● Activity: Read the records and gather each line that includes "exists".

● Dataset:
◆ ◆ ◆ ◆ ◆ ◆ ◆

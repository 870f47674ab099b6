use crate::common::{FaceAuthError, Result};
use crate::core::backend::FaceEncoding;
use serde::{Deserialize, Serialize};
use std::fs::{self, File};
use std::io::Write;
use std::path::{Path, PathBuf};

pub const MAX_LABEL_LEN: usize = 24;

/// Stores past this size slow recognition down noticeably.
pub const RECOMMENDED_MAX_RECORDS: usize = 3;

/// One enrollment result as persisted in the user's model file.
#[derive(Debug, Clone, Serialize, Deserialize, PartialEq)]
pub struct ModelRecord {
    /// Unix seconds.
    pub time: i64,
    pub label: String,
    pub id: u32,
    pub data: Vec<FaceEncoding>,
}

/// Id for a record appended after `records`: one past the highest id, 0 when empty.
pub fn next_id(records: &[ModelRecord]) -> Result<u32> {
    let Some(highest) = records.iter().map(|record| record.id).max() else {
        return Ok(0);
    };
    highest.checked_add(1).ok_or_else(|| {
        FaceAuthError::Storage(format!("Model id {} is the last one available", highest))
    })
}

pub fn default_label(id: u32) -> String {
    format!("Model #{}", id)
}

/// Truncates to `MAX_LABEL_LEN` characters and drops commas. The flag is set
/// when commas were removed.
pub fn sanitize_label(label: &str) -> (String, bool) {
    let truncated: String = label.chars().take(MAX_LABEL_LEN).collect();
    let stripped = truncated.contains(',');
    (truncated.replace(',', ""), stripped)
}

/// User names become file names, so anything that could escape the store is refused.
pub fn validate_user(user: &str) -> Result<()> {
    let invalid = user.is_empty()
        || user == "."
        || user == ".."
        || user.contains('/')
        || user.contains('\\')
        || user.contains('\0');
    if invalid {
        return Err(FaceAuthError::InvalidUser(user.to_string()));
    }
    Ok(())
}

/// Per-user model files under one directory, `<user>.json` each.
#[derive(Debug, Clone)]
pub struct ModelStore {
    dir: PathBuf,
}

impl ModelStore {
    pub fn new(dir: impl Into<PathBuf>) -> Self {
        Self { dir: dir.into() }
    }

    pub fn user_model_path(&self, user: &str) -> PathBuf {
        self.dir.join(format!("{}.json", user))
    }

    /// Records for `user`; a missing file is an empty store.
    pub fn load(&self, user: &str) -> Result<Vec<ModelRecord>> {
        validate_user(user)?;
        let path = self.user_model_path(user);
        if !path.exists() {
            return Ok(Vec::new());
        }

        let contents = fs::read_to_string(&path)?;
        serde_json::from_str(&contents).map_err(|e| {
            FaceAuthError::Storage(format!("Corrupt model file {}: {}", path.display(), e))
        })
    }

    /// Replaces the user's whole model file with `records`.
    pub fn save(&self, user: &str, records: &[ModelRecord]) -> Result<()> {
        validate_user(user)?;
        fs::create_dir_all(&self.dir)?;

        if records.len() > RECOMMENDED_MAX_RECORDS {
            tracing::warn!(
                "{} has {} face models. Recognition slows down with every model past {}.",
                user,
                records.len(),
                RECOMMENDED_MAX_RECORDS
            );
        }

        let encoded = serde_json::to_vec(records)?;
        write_atomic(&self.user_model_path(user), &encoded)?;
        tracing::debug!("Saved {} model(s) for {}", records.len(), user);
        Ok(())
    }

    /// Exclusive lock on the user's store, held until the guard drops.
    pub fn lock(&self, user: &str) -> Result<StoreLock> {
        validate_user(user)?;
        fs::create_dir_all(&self.dir)?;
        StoreLock::acquire(&self.dir.join(format!("{}.lock", user)))
    }

    /// Deletes the record with `id`. Other ids stay as they are. Returns
    /// false when no such record exists.
    pub fn remove(&self, user: &str, id: u32) -> Result<bool> {
        let _lock = self.lock(user)?;
        let mut records = self.load(user)?;
        let before = records.len();
        records.retain(|record| record.id != id);
        if records.len() == before {
            return Ok(false);
        }

        if records.is_empty() {
            fs::remove_file(self.user_model_path(user))?;
        } else {
            self.save(user, &records)?;
        }
        Ok(true)
    }

    /// Removes every model of `user`. Returns false when there was nothing to remove.
    pub fn clear(&self, user: &str) -> Result<bool> {
        let _lock = self.lock(user)?;
        let path = self.user_model_path(user);
        if !path.exists() {
            return Ok(false);
        }
        fs::remove_file(path)?;
        Ok(true)
    }
}

fn write_atomic(path: &Path, data: &[u8]) -> Result<()> {
    let tmp_path = path.with_extension("json.tmp");
    {
        let mut file = File::create(&tmp_path)?;
        file.write_all(data)?;
        file.sync_all()?;
    }
    fs::rename(tmp_path, path)?;
    Ok(())
}

/// Advisory `flock` guard.
pub struct StoreLock {
    #[cfg_attr(not(target_os = "linux"), allow(dead_code))]
    file: File,
}

impl StoreLock {
    #[cfg(target_os = "linux")]
    fn acquire(path: &Path) -> Result<Self> {
        use std::os::unix::io::AsRawFd;

        let file = File::options().create(true).read(true).write(true).open(path)?;
        // SAFETY: the descriptor is owned by `file` and stays open for the call.
        if unsafe { libc::flock(file.as_raw_fd(), libc::LOCK_EX) } != 0 {
            return Err(std::io::Error::last_os_error().into());
        }
        Ok(Self { file })
    }

    #[cfg(not(target_os = "linux"))]
    fn acquire(path: &Path) -> Result<Self> {
        let file = File::options().create(true).read(true).write(true).open(path)?;
        Ok(Self { file })
    }
}

#[cfg(target_os = "linux")]
impl Drop for StoreLock {
    fn drop(&mut self) {
        use std::os::unix::io::AsRawFd;

        // SAFETY: as in `acquire`.
        unsafe {
            libc::flock(self.file.as_raw_fd(), libc::LOCK_UN);
        }
    }
}

#[cfg(test)]
mod tests {
    use super::*;

    fn record(id: u32) -> ModelRecord {
        ModelRecord { time: 1_700_000_000, label: default_label(id), id, data: vec![vec![0.5; 4]] }
    }

    #[test]
    fn next_id_skips_past_gaps() {
        assert_eq!(next_id(&[]).unwrap(), 0);
        assert_eq!(next_id(&[record(0), record(2), record(5)]).unwrap(), 6);
        assert_eq!(next_id(&[record(5), record(0)]).unwrap(), 6);
    }

    #[test]
    fn exhausted_ids_are_a_storage_error() {
        assert_eq!(next_id(&[record(u32::MAX - 1)]).unwrap(), u32::MAX);
        assert!(matches!(next_id(&[record(3), record(u32::MAX)]), Err(FaceAuthError::Storage(_))));
    }

    #[test]
    fn labels_are_truncated_then_stripped() {
        assert_eq!(sanitize_label("My,Model"), ("MyModel".to_string(), true));
        assert_eq!(sanitize_label("Model #3"), ("Model #3".to_string(), false));

        let (label, _) = sanitize_label("abcdefghijklmnopqrstuvwxyz");
        assert_eq!(label, "abcdefghijklmnopqrstuvwx");
        // the comma past the cut is gone with the truncation
        assert_eq!(sanitize_label("abcdefghijklmnopqrstuvwxyz,"), (label, false));
    }

    #[test]
    fn path_like_users_are_rejected() {
        for user in ["", ".", "..", "../root", "a/b"] {
            let result = validate_user(user);
            assert!(matches!(result, Err(FaceAuthError::InvalidUser(_))), "{:?}", user);
        }
        assert!(validate_user("alice").is_ok());
    }

    #[test]
    fn missing_file_loads_as_empty() {
        let dir = tempfile::tempdir().unwrap();
        let store = ModelStore::new(dir.path().join("models"));
        assert!(store.load("alice").unwrap().is_empty());
    }

    #[test]
    fn save_creates_directory_and_overwrites() {
        let dir = tempfile::tempdir().unwrap();
        let store = ModelStore::new(dir.path().join("models"));

        store.save("alice", &[record(0), record(1)]).unwrap();
        store.save("alice", &[record(4)]).unwrap();

        assert_eq!(store.load("alice").unwrap(), vec![record(4)]);
        assert!(!store.user_model_path("alice").with_extension("json.tmp").exists());
    }

    #[test]
    fn remove_keeps_other_ids_and_deletes_empty_file() {
        let dir = tempfile::tempdir().unwrap();
        let store = ModelStore::new(dir.path());
        store.save("bob", &[record(0), record(1), record(2)]).unwrap();

        assert!(store.remove("bob", 1).unwrap());
        assert!(!store.remove("bob", 1).unwrap());
        let ids: Vec<u32> = store.load("bob").unwrap().iter().map(|r| r.id).collect();
        assert_eq!(ids, vec![0, 2]);

        store.remove("bob", 0).unwrap();
        store.remove("bob", 2).unwrap();
        assert!(!store.user_model_path("bob").exists());
        assert!(!store.clear("bob").unwrap());
    }

    #[test]
    fn double_precision_encodings_survive_load_and_save() {
        let dir = tempfile::tempdir().unwrap();
        let store = ModelStore::new(dir.path());
        let value = -0.09128374651234567_f64;
        assert_ne!(value as f32 as f64, value);

        let raw = format!(
            r#"[{{"time":1600000000,"label":"Imported","id":0,"data":[[{},0.5]]}}]"#,
            value
        );
        fs::write(store.user_model_path("dana"), raw).unwrap();

        let records = store.load("dana").unwrap();
        assert_eq!(records[0].data[0][0], value);
        store.save("dana", &records).unwrap();

        let text = fs::read_to_string(store.user_model_path("dana")).unwrap();
        let saved: serde_json::Value = serde_json::from_str(&text).unwrap();
        assert_eq!(saved[0]["data"][0][0].as_f64(), Some(value));
        assert_eq!(store.load("dana").unwrap(), records);
    }
}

◆ ◆ ◆ ◆ ◆ ◆ ◆

● Answer section:
        if !path.exists() {
    /// false when no such record exists.
        if !path.exists() {
        assert!(!store.user_model_path("alice").with_extension("json.tmp").exists());
        assert!(!store.user_model_path("bob").exists());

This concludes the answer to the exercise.